*ABOUT THIS EXERCISE*. Return each line below holding the string "hosted".
··· SUPPLIED MATERIAL ···
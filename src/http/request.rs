//! Request identification.
//!
//! # Responsibilities
//! - Generate a unique request ID (UUID v4) when the client sent none
//! - Expose the ID to handlers and upstream requests
//!
//! # Design Decisions
//! - Request ID added as early as possible for tracing
//! - An incoming `x-request-id` is kept as-is

use axum::http::{HeaderMap, HeaderName, HeaderValue, Request};
use tower_http::request_id::{MakeRequestId, RequestId};
use uuid::Uuid;

pub const X_REQUEST_ID: HeaderName = HeaderName::from_static("x-request-id");

/// Generates `x-request-id` values from random UUIDs.
#[derive(Debug, Clone, Copy, Default)]
pub struct UuidRequestId;

impl MakeRequestId for UuidRequestId {
    fn make_request_id<B>(&mut self, _request: &Request<B>) -> Option<RequestId> {
        HeaderValue::from_str(&Uuid::new_v4().to_string())
            .ok()
            .map(RequestId::new)
    }
}

/// The request ID carried in `headers`, or `"unknown"`.
pub fn request_id(headers: &HeaderMap) -> &str {
    headers
        .get(&X_REQUEST_ID)
        .and_then(|v| v.to_str().ok())
        .unwrap_or("unknown")
}

#[cfg(test)]
mod tests {
    use super::*;

    #[test]
    fn test_generates_uuid() {
        let request = Request::new(());
        let id = UuidRequestId.make_request_id(&request).unwrap();
        let text = id.header_value().to_str().unwrap();
        assert!(Uuid::parse_str(text).is_ok());
    }

    #[test]
    fn test_request_id_lookup() {
        let mut headers = HeaderMap::new();
        assert_eq!(request_id(&headers), "unknown");
        headers.insert(X_REQUEST_ID, HeaderValue::from_static("abc"));
        assert_eq!(request_id(&headers), "abc");
    }
}
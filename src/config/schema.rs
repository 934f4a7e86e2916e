//! Configuration schema definitions.
//!
//! This module defines the complete configuration structure for the gateway.
//! All types derive Serde traits for deserialization from config files.

use serde::{Deserialize, Serialize};

/// Root configuration for the gateway.
#[derive(Debug, Clone, Deserialize, Serialize, Default)]
#[serde(default)]
pub struct GatewayConfig {
    /// Listener configuration (bind address).
    pub listener: ListenerConfig,

    /// The web application requests are forwarded to.
    pub upstream: UpstreamConfig,

    /// Rate limiting configuration.
    pub rate_limit: RateLimitConfig,

    /// Security header policy.
    pub security: SecurityConfig,

    /// Role-gated routes and the session provider.
    pub auth: AuthConfig,

    /// Observability settings.
    pub observability: ObservabilityConfig,
}

/// Listener configuration.
#[derive(Debug, Clone, Deserialize, Serialize)]
#[serde(default)]
pub struct ListenerConfig {
    /// Bind address (e.g., "0.0.0.0:8080").
    pub bind_address: String,
}

impl Default for ListenerConfig {
    fn default() -> Self {
        Self {
            bind_address: "0.0.0.0:8080".to_string(),
        }
    }
}

/// Upstream application configuration.
#[derive(Debug, Clone, Deserialize, Serialize)]
#[serde(default)]
pub struct UpstreamConfig {
    /// Upstream address (e.g., "127.0.0.1:3000").
    pub address: String,

    /// Request timeout (total time for request/response) in seconds.
    pub request_timeout_secs: u64,
}

impl Default for UpstreamConfig {
    fn default() -> Self {
        Self {
            address: "127.0.0.1:3000".to_string(),
            request_timeout_secs: 30,
        }
    }
}

/// Rate limiting configuration.
#[derive(Debug, Clone, Deserialize, Serialize)]
#[serde(default)]
pub struct RateLimitConfig {
    /// Enable rate limiting.
    pub enabled: bool,

    /// Maximum requests per window per client and path.
    pub limit: u64,

    /// Window length in milliseconds.
    pub window_ms: u64,

    /// Take the client address from X-Forwarded-For / X-Real-IP.
    /// Only safe behind a proxy that overwrites these headers.
    pub trust_forwarded_headers: bool,

    /// Path prefixes that are never counted.
    pub exempt_paths: Vec<String>,

    /// Per-route overrides. Longest matching prefix wins.
    pub routes: Vec<RouteRateLimit>,
}

impl Default for RateLimitConfig {
    fn default() -> Self {
        Self {
            enabled: true,
            limit: 60,
            window_ms: 60_000,
            trust_forwarded_headers: false,
            exempt_paths: vec![
                "/_next/static".to_string(),
                "/_next/image".to_string(),
                "/favicon.ico".to_string(),
                "/healthz".to_string(),
            ],
            routes: Vec::new(),
        }
    }
}

/// A stricter or looser limit for one group of paths.
#[derive(Debug, Clone, Deserialize, Serialize)]
pub struct RouteRateLimit {
    /// Path prefix this limit applies to.
    pub path_prefix: String,

    /// Maximum requests per window.
    pub limit: u64,

    /// Window length in milliseconds.
    #[serde(default = "default_window_ms")]
    pub window_ms: u64,
}

fn default_window_ms() -> u64 {
    60_000
}

/// Security header configuration.
#[derive(Debug, Clone, Deserialize, Serialize)]
#[serde(default)]
pub struct SecurityConfig {
    /// Enable security headers.
    pub enable_headers: bool,

    /// Relaxed CSP for local development (eval, websockets).
    pub is_development: bool,

    /// Extra origins allowed in `connect-src` (the hosted backend).
    pub connect_sources: Vec<String>,
}

impl Default for SecurityConfig {
    fn default() -> Self {
        Self {
            enable_headers: true,
            is_development: false,
            connect_sources: Vec::new(),
        }
    }
}

/// Role a route requires.
#[derive(Debug, Clone, Copy, PartialEq, Eq, Deserialize, Serialize)]
#[serde(rename_all = "lowercase")]
pub enum RequiredRole {
    /// Any signed-in user.
    User,
    /// Administrators only.
    Admin,
}

/// A guarded path prefix.
#[derive(Debug, Clone, Deserialize, Serialize)]
pub struct AccessRule {
    pub path_prefix: String,
    pub role: RequiredRole,
}

/// Route guard configuration.
#[derive(Debug, Clone, Deserialize, Serialize)]
#[serde(default)]
pub struct AuthConfig {
    /// Enable the route guard.
    pub enabled: bool,

    /// Base URL of the hosted auth service.
    pub provider_url: String,

    /// Public API key sent with every provider call.
    pub api_key: String,

    /// Cookie carrying the session access token.
    pub session_cookie: String,

    /// Where unauthenticated page requests are sent.
    pub login_path: String,

    /// Where signed-in users without the required role are sent.
    pub forbidden_redirect: String,

    /// Emails always treated as administrators.
    pub admin_emails: Vec<String>,

    /// Provider call timeout in seconds.
    pub request_timeout_secs: u64,

    /// Guarded routes.
    pub rules: Vec<AccessRule>,
}

impl Default for AuthConfig {
    fn default() -> Self {
        Self {
            enabled: false,
            provider_url: String::new(),
            api_key: String::new(),
            session_cookie: "sb-access-token".to_string(),
            login_path: "/login".to_string(),
            forbidden_redirect: "/".to_string(),
            admin_emails: Vec::new(),
            request_timeout_secs: 5,
            rules: vec![
                AccessRule {
                    path_prefix: "/admin".to_string(),
                    role: RequiredRole::Admin,
                },
                AccessRule {
                    path_prefix: "/api/admin".to_string(),
                    role: RequiredRole::Admin,
                },
                AccessRule {
                    path_prefix: "/dashboard".to_string(),
                    role: RequiredRole::User,
                },
            ],
        }
    }
}

/// Observability configuration.
#[derive(Debug, Clone, Deserialize, Serialize)]
#[serde(default)]
pub struct ObservabilityConfig {
    /// Log level (trace, debug, info, warn, error).
    pub log_level: String,

    /// Enable metrics endpoint.
    pub metrics_enabled: bool,

    /// Metrics endpoint bind address.
    pub metrics_address: String,
}

impl Default for ObservabilityConfig {
    fn default() -> Self {
        Self {
            log_level: "info".to_string(),
            metrics_enabled: true,
            metrics_address: "0.0.0.0:9090".to_string(),
        }
    }
}
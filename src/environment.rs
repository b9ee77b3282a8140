//! This module defines the interface between the agent and the sword game:
//! the observation vector, the discrete action set and the [`Environment`] trait.

use crate::error::{DrqnError, Result};

/// Eight movement directions plus one skill cast.
pub const NUM_ACTIONS: usize = 9;
/// Number of movement actions. Indices at or above this cast a skill.
pub const NUM_DIRECTIONS: usize = 8;
/// One-hot last action (9), opponent offset (2), opponent health (1).
pub const OBSERVATION_LEN: usize = 12;

/// Feature vector the environment hands to the agent at every timestep.
#[derive(Debug, Clone, PartialEq)]
pub struct Observation(Vec<f32>);

impl Observation {
    pub fn new(features: Vec<f32>) -> Self {
        Self(features)
    }

    pub fn features(&self) -> &[f32] {
        &self.0
    }

    pub fn len(&self) -> usize {
        self.0.len()
    }

    pub fn is_empty(&self) -> bool {
        self.0.is_empty()
    }

    pub fn check_len(&self, expected: usize) -> Result<()> {
        if self.0.len() != expected {
            return Err(DrqnError::ObservationLength {
                expected,
                found: self.0.len(),
            });
        }
        Ok(())
    }
}

impl From<Vec<f32>> for Observation {
    fn from(value: Vec<f32>) -> Self {
        Self(value)
    }
}

/// Discrete action index, checked against the size of the action space.
#[derive(Debug, Clone, Copy, PartialEq, Eq, Hash)]
pub struct Action(usize);

impl Action {
    pub fn new(index: usize, num_actions: usize) -> Result<Self> {
        if index >= num_actions {
            return Err(DrqnError::InvalidAction { index, num_actions });
        }
        Ok(Self(index))
    }

    pub fn index(self) -> usize {
        self.0
    }
}

impl From<Action> for i64 {
    fn from(value: Action) -> Self {
        value.0 as i64
    }
}

/// Compass direction of a move command, clockwise from up.
#[derive(Debug, Clone, Copy, PartialEq, Eq)]
pub enum Direction {
    Up,
    UpRight,
    Right,
    DownRight,
    Down,
    DownLeft,
    Left,
    UpLeft,
}

impl Direction {
    pub const ALL: [Direction; NUM_DIRECTIONS] = [
        Direction::Up,
        Direction::UpRight,
        Direction::Right,
        Direction::DownRight,
        Direction::Down,
        Direction::DownLeft,
        Direction::Left,
        Direction::UpLeft,
    ];

    /// Unit vector, y axis pointing up.
    pub fn unit(self) -> (f32, f32) {
        let d = std::f32::consts::FRAC_1_SQRT_2;
        match self {
            Direction::Up => (0.0, 1.0),
            Direction::UpRight => (d, d),
            Direction::Right => (1.0, 0.0),
            Direction::DownRight => (d, -d),
            Direction::Down => (0.0, -1.0),
            Direction::DownLeft => (-d, -d),
            Direction::Left => (-1.0, 0.0),
            Direction::UpLeft => (-d, d),
        }
    }
}

/// What the player character does for a given [`Action`].
#[derive(Debug, Clone, Copy, PartialEq, Eq)]
pub enum SwordCommand {
    Move(Direction),
    /// Cast the player's skill with this index at the opponent.
    CastSkill(usize),
}

impl From<Action> for SwordCommand {
    fn from(action: Action) -> Self {
        match action.index() {
            i if i < NUM_DIRECTIONS => SwordCommand::Move(Direction::ALL[i]),
            i => SwordCommand::CastSkill(i - NUM_DIRECTIONS),
        }
    }
}

/// Result of advancing the environment by one action.
#[derive(Debug, Clone, PartialEq)]
pub struct Step {
    pub observation: Observation,
    pub reward: f32,
    pub done: bool,
}

/// Gym-style episodic environment with a fixed observation and action interface.
pub trait Environment {
    fn observation_len(&self) -> usize;

    fn num_actions(&self) -> usize;

    /// Starts a new episode and returns its first observation.
    fn reset(&mut self) -> Result<Observation>;

    fn step(&mut self, action: Action) -> Result<Step>;

    /// Remaining health of the opponent, as a fraction of its maximum.
    fn opponent_health(&self) -> Option<f32> {
        None
    }

    fn render(&mut self) -> Result<()> {
        Ok(())
    }

    /// Releases resources held by the environment.
    fn close(&mut self) -> Result<()> {
        Ok(())
    }
}
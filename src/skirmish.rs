//! A native stand-in for the sword game: one player against one melee NPC on
//! an open square map. It produces the same 12-feature observation and reward
//! as the Python environment, so the agent can be trained without Python.

use rand::rngs::StdRng;
use rand::{Rng, SeedableRng};

use crate::environment::{
    Action, Environment, NUM_ACTIONS, OBSERVATION_LEN, Observation, Step, SwordCommand,
};
use crate::error::{DrqnError, Result};

const MAP_SIZE: f32 = 30.0;
const FPS: f32 = 24.0;
const MAX_STEPS: usize = 300;

const RADIUS: f32 = 0.5;
const PLAYER_SPEED: f32 = 0.3 * FPS;
const PLAYER_MAX_HP: f32 = 100.0;
const NPC_SPEED: f32 = 0.1 * FPS;
const NPC_MAX_HP: f32 = 400.0;
// NPC spawns this far from the player, in a random direction.
const NPC_SPAWN_DISTANCE: f32 = 0.1 * MAP_SIZE;

const MELEE_DAMAGE: f32 = 200.0;
// Edge to edge.
const MELEE_REACH: f32 = 1.0;
const SHOT_DAMAGE: f32 = 5.0;
const SHOT_RANGE: f32 = MAP_SIZE * 0.8;

#[derive(Debug, Clone, Copy, PartialEq)]
struct Fighter {
    x: f32,
    y: f32,
    hp: f32,
    max_hp: f32,
    speed: f32,
}

impl Fighter {
    fn alive(&self) -> bool {
        self.hp > 0.0
    }

    fn health(&self) -> f32 {
        self.hp.max(0.0) / self.max_hp
    }

    fn distance_to(&self, other: &Fighter) -> f32 {
        ((other.x - self.x).powi(2) + (other.y - self.y).powi(2)).sqrt()
    }

    fn advance(&mut self, dx: f32, dy: f32) {
        let dt = 1.0 / FPS;
        self.x = (self.x + dx * self.speed * dt).clamp(0.0, MAP_SIZE);
        self.y = (self.y + dy * self.speed * dt).clamp(0.0, MAP_SIZE);
    }

    fn take_damage(&mut self, damage: f32) {
        self.hp = (self.hp - damage).max(0.0);
    }
}

/// Player versus a single chasing NPC.
#[derive(Debug)]
pub struct Skirmish {
    player: Fighter,
    npc: Fighter,
    last_action: Option<Action>,
    steps: usize,
    rng: StdRng,
}

impl Default for Skirmish {
    fn default() -> Self {
        Self::new()
    }
}

impl Skirmish {
    pub fn new() -> Self {
        Self::from_rng(StdRng::from_os_rng())
    }

    /// Deterministic spawn positions.
    pub fn with_seed(seed: u64) -> Self {
        Self::from_rng(StdRng::seed_from_u64(seed))
    }

    fn from_rng(rng: StdRng) -> Self {
        let mut skirmish = Self {
            player: Self::spawn_player(),
            npc: Self::spawn_player(),
            last_action: None,
            steps: 0,
            rng,
        };
        skirmish.respawn();
        skirmish
    }

    fn spawn_player() -> Fighter {
        Fighter {
            x: MAP_SIZE / 2.0,
            y: MAP_SIZE / 2.0,
            hp: PLAYER_MAX_HP,
            max_hp: PLAYER_MAX_HP,
            speed: PLAYER_SPEED,
        }
    }

    fn respawn(&mut self) {
        self.player = Self::spawn_player();
        let angle = self.rng.random_range(0.0..std::f32::consts::TAU);
        self.npc = Fighter {
            x: self.player.x + NPC_SPAWN_DISTANCE * angle.cos(),
            y: self.player.y + NPC_SPAWN_DISTANCE * angle.sin(),
            hp: NPC_MAX_HP,
            max_hp: NPC_MAX_HP,
            speed: NPC_SPEED,
        };
        self.last_action = None;
        self.steps = 0;
    }

    fn observation(&self) -> Observation {
        let mut features = vec![0.0; OBSERVATION_LEN];
        if let Some(action) = self.last_action {
            features[action.index()] = 1.0;
        }
        if self.npc.alive() {
            features[NUM_ACTIONS] = (self.npc.x - self.player.x) / MAP_SIZE;
            features[NUM_ACTIONS + 1] = (self.npc.y - self.player.y) / MAP_SIZE;
            features[NUM_ACTIONS + 2] = self.npc.health();
        }
        Observation::new(features)
    }

    fn player_acts(&mut self, command: SwordCommand) -> Result<()> {
        match command {
            SwordCommand::Move(direction) => {
                let (dx, dy) = direction.unit();
                self.player.advance(dx, dy);
            }
            SwordCommand::CastSkill(0) => {
                if self.player.distance_to(&self.npc) <= SHOT_RANGE {
                    self.npc.take_damage(SHOT_DAMAGE);
                }
            }
            SwordCommand::CastSkill(skill) => {
                return Err(DrqnError::Environment(format!("player has no skill {skill}")));
            }
        }
        Ok(())
    }

    fn npc_acts(&mut self) {
        if !self.npc.alive() {
            return;
        }
        let distance = self.npc.distance_to(&self.player);
        if distance - 2.0 * RADIUS <= MELEE_REACH {
            self.player.take_damage(MELEE_DAMAGE);
        } else {
            let dx = (self.player.x - self.npc.x) / distance;
            let dy = (self.player.y - self.npc.y) / distance;
            self.npc.advance(dx, dy);
        }
    }
}

impl Environment for Skirmish {
    fn observation_len(&self) -> usize {
        OBSERVATION_LEN
    }

    fn num_actions(&self) -> usize {
        NUM_ACTIONS
    }

    fn reset(&mut self) -> Result<Observation> {
        self.respawn();
        Ok(self.observation())
    }

    fn step(&mut self, action: Action) -> Result<Step> {
        let action = Action::new(action.index(), NUM_ACTIONS)?;
        let last_hps = (self.player.health(), self.npc.health());

        self.player_acts(SwordCommand::from(action))?;
        self.npc_acts();
        self.last_action = Some(action);
        self.steps += 1;

        let reward = 2.0 * (self.player.health() - last_hps.0) - (self.npc.health() - last_hps.1);
        let done = !self.player.alive() || !self.npc.alive() || self.steps >= MAX_STEPS;

        Ok(Step {
            observation: self.observation(),
            reward,
            done,
        })
    }

    fn opponent_health(&self) -> Option<f32> {
        Some(self.npc.health())
    }
}

#[cfg(test)]
mod tests {
    use super::*;

    fn action(index: usize) -> Action {
        Action::new(index, NUM_ACTIONS).unwrap()
    }

    #[test]
    fn first_observation_has_no_last_action() {
        let mut env = Skirmish::with_seed(7);
        let observation = env.reset().unwrap();
        assert_eq!(observation.len(), OBSERVATION_LEN);
        assert!(observation.features()[..NUM_ACTIONS].iter().all(|v| *v == 0.0));
        assert_eq!(observation.features()[NUM_ACTIONS + 2], 1.0);
        let dx = observation.features()[NUM_ACTIONS] * MAP_SIZE;
        let dy = observation.features()[NUM_ACTIONS + 1] * MAP_SIZE;
        assert!(((dx * dx + dy * dy).sqrt() - NPC_SPAWN_DISTANCE).abs() < 1e-4);
    }

    #[test]
    fn last_action_is_one_hot() {
        let mut env = Skirmish::with_seed(7);
        env.reset().unwrap();
        let step = env.step(action(3)).unwrap();
        let one_hot = &step.observation.features()[..NUM_ACTIONS];
        assert_eq!(one_hot.iter().sum::<f32>(), 1.0);
        assert_eq!(one_hot[3], 1.0);
    }

    #[test]
    fn shooting_is_rewarded_by_opponent_damage() {
        let mut env = Skirmish::with_seed(1);
        env.reset().unwrap();
        let step = env.step(action(8)).unwrap();
        let expected = SHOT_DAMAGE / NPC_MAX_HP;
        assert!((step.reward - expected).abs() < 1e-6);
        assert!((env.opponent_health().unwrap() - (1.0 - expected)).abs() < 1e-6);
    }

    #[test]
    fn standing_still_gets_player_killed() {
        let mut env = Skirmish::with_seed(3);
        env.reset().unwrap();
        let mut last = None;
        for _ in 0..MAX_STEPS {
            let step = env.step(action(8)).unwrap();
            let done = step.done;
            last = Some(step);
            if done {
                break;
            }
        }
        let last = last.unwrap();
        assert!(last.done);
        // Melee hit costs the full player health bar, doubled.
        assert!(last.reward < -1.0);
        assert!(env.steps < MAX_STEPS);
    }

    #[test]
    fn episode_is_truncated_at_horizon() {
        let mut env = Skirmish::with_seed(5);
        env.reset().unwrap();
        env.steps = MAX_STEPS - 1;
        let step = env.step(action(8)).unwrap();
        assert!(step.done);
        assert!(env.player.alive());
        assert!(env.npc.alive());
    }

    #[test]
    fn reset_restores_health() {
        let mut env = Skirmish::with_seed(11);
        env.reset().unwrap();
        env.step(action(8)).unwrap();
        env.reset().unwrap();
        assert_eq!(env.opponent_health(), Some(1.0));
        assert_eq!(env.steps, 0);
    }

    #[test]
    fn same_seed_same_spawn() {
        let a = Skirmish::with_seed(42).reset().unwrap();
        let b = Skirmish::with_seed(42).reset().unwrap();
        assert_eq!(a, b);
    }
}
···
*EXPECTED OUTPUT*.
    /// Extra origins allowed in `connect-src` (the hosted backend).
    /// Base URL of the hosted auth service.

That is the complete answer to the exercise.